Scheme 1. Dual labeling of Cys-Acc-tagged proteins with PNA templated by orthogonal coiled coils.

Fig. 1. (A) Orthogonal coiled coils, PNA-labeling reagents and products formed in coil coil-templated PNA transfer. Fl-UPLC analysis of reactions involving (B) matched and (C) mismatched coiled coil peptides. Conditions: 200 nM Cys-P1-TMR or Cys-P3-TMR, 1200 nM PNA1-P2 or PNA3-P4 in 200 nM phosphate, 1 mM TCEP, 0.1% CHAPS, pH 7.2, 30 °C. (D) One-pot reactions of a Cys-P1-TMR/Cys-P3-C343/PNA1-P2/PNA3-P4-mixture (red traces) overlaid with Fl-UPLC traces for reactions involving Cys-P1-TMR + PNA1-P2 or Cys-P3-C343 + PNA3-P4 in separate pots (black traces). Detector settings: TMR, Ex 550 nm, Em 580 nm; C343, Ex 420 nm, Em 500 nm.

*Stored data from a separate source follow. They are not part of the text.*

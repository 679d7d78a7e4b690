//! Id-keyed shallow merge for partial snapshot updates.
//!
//! Incoming deltas carry `Option` fields: present fields overwrite, absent
//! fields are retained on the existing copy. Review and team lists merge by
//! `id` - matched entries are shallow-merged, unmatched incoming entries are
//! appended, and existing entries are never silently dropped.

use crate::review::{Review, ReviewSnapshot, ReviewStatus, Team};
use crate::Timestamp;
use serde::{Deserialize, Serialize};
use serde_json::Value as JsonValue;
use uuid::Uuid;

/// Partial update to a team, keyed by `id`.
#[derive(Debug, Clone, Default, PartialEq, Serialize, Deserialize)]
pub struct TeamPatch {
    pub id: Uuid,
    #[serde(default, skip_serializing_if = "Option::is_none")]
    pub name: Option<String>,
    #[serde(default, skip_serializing_if = "Option::is_none")]
    pub members: Option<Vec<String>>,
    #[serde(default, skip_serializing_if = "Option::is_none")]
    pub marks: Option<JsonValue>,
    #[serde(default, skip_serializing_if = "Option::is_none")]
    pub marks_submitted: Option<bool>,
}

impl TeamPatch {
    /// Combine two patches for the same team; later fields win.
    fn merge(self, later: TeamPatch) -> TeamPatch {
        TeamPatch {
            id: self.id,
            name: later.name.or(self.name),
            members: later.members.or(self.members),
            marks: later.marks.or(self.marks),
            marks_submitted: later.marks_submitted.or(self.marks_submitted),
        }
    }

    /// Materialize a patch with no existing counterpart into a new team.
    fn into_team(self) -> Team {
        Team {
            id: self.id,
            name: self.name.unwrap_or_default(),
            members: self.members.unwrap_or_default(),
            marks: self.marks,
            marks_submitted: self.marks_submitted.unwrap_or(false),
        }
    }
}

impl Team {
    /// Shallow-merge a patch: present fields overwrite, absent retained.
    pub fn apply(&mut self, patch: TeamPatch) {
        if let Some(name) = patch.name {
            self.name = name;
        }
        if let Some(members) = patch.members {
            self.members = members;
        }
        if let Some(marks) = patch.marks {
            self.marks = Some(marks);
        }
        if let Some(marks_submitted) = patch.marks_submitted {
            self.marks_submitted = marks_submitted;
        }
    }
}

/// Partial update to a review, keyed by `id`.
///
/// `teams` is itself an id-keyed merge, not a replacement: fields present
/// only on the existing teams survive a patch that touches other teams.
#[derive(Debug, Clone, Default, PartialEq, Serialize, Deserialize)]
pub struct ReviewPatch {
    pub id: Uuid,
    #[serde(default, skip_serializing_if = "Option::is_none")]
    pub title: Option<String>,
    #[serde(default, skip_serializing_if = "Option::is_none")]
    pub review_type: Option<String>,
    #[serde(default, skip_serializing_if = "Option::is_none")]
    pub status: Option<ReviewStatus>,
    #[serde(default, skip_serializing_if = "Option::is_none")]
    pub venue: Option<String>,
    #[serde(default, skip_serializing_if = "Option::is_none")]
    pub scheduled_at: Option<Timestamp>,
    #[serde(default, skip_serializing_if = "Option::is_none")]
    pub deadline_at: Option<Timestamp>,
    #[serde(default, skip_serializing_if = "Option::is_none")]
    pub guide: Option<String>,
    #[serde(default, skip_serializing_if = "Option::is_none")]
    pub panel: Option<Vec<String>>,
    #[serde(default, skip_serializing_if = "Option::is_none")]
    pub teams: Option<Vec<TeamPatch>>,
    #[serde(default, skip_serializing_if = "Option::is_none")]
    pub marks_locked: Option<bool>,
}

impl ReviewPatch {
    /// Combine two patches for the same review; later fields win and team
    /// patches are merged id-keyed in arrival order.
    fn merge(self, later: ReviewPatch) -> ReviewPatch {
        let teams = match (self.teams, later.teams) {
            (Some(first), Some(second)) => Some(merge_team_patches(first, second)),
            (first, second) => second.or(first),
        };
        ReviewPatch {
            id: self.id,
            title: later.title.or(self.title),
            review_type: later.review_type.or(self.review_type),
            status: later.status.or(self.status),
            venue: later.venue.or(self.venue),
            scheduled_at: later.scheduled_at.or(self.scheduled_at),
            deadline_at: later.deadline_at.or(self.deadline_at),
            guide: later.guide.or(self.guide),
            panel: later.panel.or(self.panel),
            teams,
            marks_locked: later.marks_locked.or(self.marks_locked),
        }
    }

    /// Materialize a patch with no existing counterpart into a new review.
    fn into_review(self) -> Review {
        Review {
            id: self.id,
            title: self.title.unwrap_or_default(),
            review_type: self.review_type.unwrap_or_default(),
            status: self.status.unwrap_or(ReviewStatus::Scheduled),
            venue: self.venue,
            scheduled_at: self.scheduled_at,
            deadline_at: self.deadline_at,
            guide: self.guide,
            panel: self.panel.unwrap_or_default(),
            teams: self
                .teams
                .unwrap_or_default()
                .into_iter()
                .map(TeamPatch::into_team)
                .collect(),
            marks_locked: self.marks_locked.unwrap_or(false),
        }
    }
}

impl Review {
    /// Shallow-merge a patch: present fields overwrite, absent retained.
    pub fn apply(&mut self, patch: ReviewPatch) {
        if let Some(title) = patch.title {
            self.title = title;
        }
        if let Some(review_type) = patch.review_type {
            self.review_type = review_type;
        }
        if let Some(status) = patch.status {
            self.status = status;
        }
        if let Some(venue) = patch.venue {
            self.venue = Some(venue);
        }
        if let Some(scheduled_at) = patch.scheduled_at {
            self.scheduled_at = Some(scheduled_at);
        }
        if let Some(deadline_at) = patch.deadline_at {
            self.deadline_at = Some(deadline_at);
        }
        if let Some(guide) = patch.guide {
            self.guide = Some(guide);
        }
        if let Some(panel) = patch.panel {
            self.panel = panel;
        }
        if let Some(team_patches) = patch.teams {
            merge_teams(&mut self.teams, team_patches);
        }
        if let Some(marks_locked) = patch.marks_locked {
            self.marks_locked = marks_locked;
        }
    }
}

fn merge_teams(existing: &mut Vec<Team>, patches: Vec<TeamPatch>) {
    for patch in patches {
        match existing.iter_mut().find(|t| t.id == patch.id) {
            Some(team) => team.apply(patch),
            None => existing.push(patch.into_team()),
        }
    }
}

fn merge_reviews(existing: &mut Vec<Review>, patches: Vec<ReviewPatch>) {
    for patch in patches {
        match existing.iter_mut().find(|r| r.id == patch.id) {
            Some(review) => review.apply(patch),
            None => existing.push(patch.into_review()),
        }
    }
}

fn merge_patch_lists(first: Vec<ReviewPatch>, second: Vec<ReviewPatch>) -> Vec<ReviewPatch> {
    let mut merged = first;
    for patch in second {
        match merged.iter().position(|p| p.id == patch.id) {
            Some(index) => {
                let prior = merged.remove(index);
                merged.insert(index, prior.merge(patch));
            }
            None => merged.push(patch),
        }
    }
    merged
}

fn merge_team_patches(first: Vec<TeamPatch>, second: Vec<TeamPatch>) -> Vec<TeamPatch> {
    let mut merged = first;
    for patch in second {
        match merged.iter().position(|p| p.id == patch.id) {
            Some(index) => {
                let prior = merged.remove(index);
                merged.insert(index, prior.merge(patch));
            }
            None => merged.push(patch),
        }
    }
    merged
}

/// Partial update to a snapshot: any subset of its fields.
#[derive(Debug, Clone, Default, PartialEq, Serialize, Deserialize)]
pub struct SnapshotDelta {
    #[serde(default, skip_serializing_if = "Option::is_none")]
    pub active: Option<Vec<ReviewPatch>>,
    #[serde(default, skip_serializing_if = "Option::is_none")]
    pub deadline_passed: Option<Vec<ReviewPatch>>,
    #[serde(default, skip_serializing_if = "Option::is_none")]
    pub past: Option<Vec<ReviewPatch>>,
    #[serde(default, skip_serializing_if = "Option::is_none")]
    pub statistics: Option<JsonValue>,
}

impl SnapshotDelta {
    pub fn is_empty(&self) -> bool {
        self.active.is_none()
            && self.deadline_passed.is_none()
            && self.past.is_none()
            && self.statistics.is_none()
    }

    /// Combine two deltas in arrival order; later fields win per key and
    /// review lists combine id-keyed.
    pub fn merge(self, later: SnapshotDelta) -> SnapshotDelta {
        SnapshotDelta {
            active: merge_delta_lists(self.active, later.active),
            deadline_passed: merge_delta_lists(self.deadline_passed, later.deadline_passed),
            past: merge_delta_lists(self.past, later.past),
            statistics: later.statistics.or(self.statistics),
        }
    }
}

fn merge_delta_lists(
    first: Option<Vec<ReviewPatch>>,
    second: Option<Vec<ReviewPatch>>,
) -> Option<Vec<ReviewPatch>> {
    match (first, second) {
        (Some(first), Some(second)) => Some(merge_patch_lists(first, second)),
        (first, second) => second.or(first),
    }
}

impl ReviewSnapshot {
    /// Merge a delta into this snapshot.
    pub fn apply_delta(&mut self, delta: SnapshotDelta) {
        if let Some(patches) = delta.active {
            merge_reviews(&mut self.active, patches);
        }
        if let Some(patches) = delta.deadline_passed {
            merge_reviews(&mut self.deadline_passed, patches);
        }
        if let Some(patches) = delta.past {
            merge_reviews(&mut self.past, patches);
        }
        if let Some(statistics) = delta.statistics {
            self.statistics = Some(statistics);
        }
    }
}

/// An inbound update: either a full replacement snapshot or a partial delta.
///
/// Pull results and push snapshots replace the visible state wholesale;
/// push deltas merge into it. Both travel the same coalescing path so the
/// merge invariants stay uniform.
#[derive(Debug, Clone, PartialEq)]
pub enum SnapshotUpdate {
    Full(ReviewSnapshot),
    Partial(SnapshotDelta),
}

impl SnapshotUpdate {
    /// Combine two queued updates in arrival order. A later full snapshot
    /// supersedes everything before it; a later delta folds into whatever
    /// precedes it.
    pub fn merge(self, later: SnapshotUpdate) -> SnapshotUpdate {
        match (self, later) {
            (_, SnapshotUpdate::Full(snapshot)) => SnapshotUpdate::Full(snapshot),
            (SnapshotUpdate::Full(mut snapshot), SnapshotUpdate::Partial(delta)) => {
                snapshot.apply_delta(delta);
                SnapshotUpdate::Full(snapshot)
            }
            (SnapshotUpdate::Partial(first), SnapshotUpdate::Partial(second)) => {
                SnapshotUpdate::Partial(first.merge(second))
            }
        }
    }

    /// Apply this update to the current visible snapshot.
    pub fn apply_to(self, current: &mut ReviewSnapshot) {
        match self {
            SnapshotUpdate::Full(snapshot) => *current = snapshot,
            SnapshotUpdate::Partial(delta) => current.apply_delta(delta),
        }
    }
}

Fig. 2. Dual color live cell labeling. After nuclear staining with Hoechst33342 (blue), (A) Cys-P1-EGFR-eYFP or (B) Cys-P3-ErbB2-eCFP expressing CHO cells were treated with matched (left) or mismatched (right) PNA labeling reagents/fluorophore-DNA. Conditions: 4 min with 100 nM PNA1-P2 (EGFR) or/and PNA3-P4 (ErbB2) in DPBS, washing with HBSS, 4 min hybridization with 200 nM Atto565-DNA1 (EGFR) or Cy7-DNA3 (ErbB2). (C) Simultaneous labeling of Cys-P1-EGFR-eYFP/Cys-P3-EGFR-eCFP cells. Scale bar = 10 μm.

Fig. 3. (A) Dual receptor internalization assay. (B) Fluorescent microscopy imaging of internalized EGFR and ErbB2 in CHO cells. Conditions: see ESI. (C) Quantitative analysis of internalization. Data is presented as internalization relative to the negative control (−) from four independent replicates (n = 100 cells per condition per experiment). Sequences of imager strands and eraser strands are given in 5′ → 3′ direction. Toehold-related sequences are underlined. For other sequences see Table S6-1 (ESI†).